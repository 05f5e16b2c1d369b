use chrono::Local;
use std::sync::atomic::{AtomicBool, Ordering};

pub enum Level {
    Info,
    Warn,
    Error,
    Debug,
}

// 由 logger 插件的 debug 开关控制
static DEBUG_ENABLED: AtomicBool = AtomicBool::new(false);

pub fn set_debug(enabled: bool) {
    DEBUG_ENABLED.store(enabled, Ordering::Relaxed);
}

pub fn debug_enabled() -> bool {
    DEBUG_ENABLED.load(Ordering::Relaxed)
}

/// 统一日志输出函数
/// 格式: [Time] [LEVEL] [Target] Message
pub fn print(level: Level, target: &str, args: std::fmt::Arguments) {
    if matches!(level, Level::Debug) && !debug_enabled() {
        return;
    }

    let now = Local::now().format("%H:%M:%S");

    let gray = "\x1b[90m";
    let reset = "\x1b[0m";
    let cyan = "\x1b[36m";

    let (color, level_str) = match level {
        Level::Info => ("\x1b[32m", "INFO"),
        Level::Warn => ("\x1b[33m", "WARN"),
        Level::Error => ("\x1b[31m", "ERRO"),
        Level::Debug => ("\x1b[34m", "DEBG"),
    };

    let line = format!(
        "{}[{}] {}[{}] {}{}[{}]{} {}",
        gray, now, color, level_str, reset, cyan, target, reset, args
    );

    match level {
        Level::Error | Level::Warn => eprintln!("{}", line),
        _ => println!("{}", line),
    }
}

#[macro_export]
macro_rules! info {
    (target: $target:expr, $($arg:tt)+) => (
        $crate::log::print($crate::log::Level::Info, $target, format_args!($($arg)+))
    );
    ($($arg:tt)+) => (
        $crate::log::print($crate::log::Level::Info, "System", format_args!($($arg)+))
    );
}

#[macro_export]
macro_rules! warn {
    (target: $target:expr, $($arg:tt)+) => (
        $crate::log::print($crate::log::Level::Warn, $target, format_args!($($arg)+))
    );
    ($($arg:tt)+) => (
        $crate::log::print($crate::log::Level::Warn, "System", format_args!($($arg)+))
    );
}

#[macro_export]
macro_rules! error {
    (target: $target:expr, $($arg:tt)+) => (
        $crate::log::print($crate::log::Level::Error, $target, format_args!($($arg)+))
    );
    ($($arg:tt)+) => (
        $crate::log::print($crate::log::Level::Error, "System", format_args!($($arg)+))
    );
}

#[macro_export]
macro_rules! debug {
    (target: $target:expr, $($arg:tt)+) => (
        $crate::log::print($crate::log::Level::Debug, $target, format_args!($($arg)+))
    );
    ($($arg:tt)+) => (
        $crate::log::print($crate::log::Level::Debug, "System", format_args!($($arg)+))
    );
}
┄┄┄┄┄┄┄┄┄┄
- YOUR TASK
Scan the data above and copy every line with "cyan" in it.

- RESPONSE
    let cyan = "\x1b[36m";
        gray, now, color, level_str, reset, cyan, target, reset, args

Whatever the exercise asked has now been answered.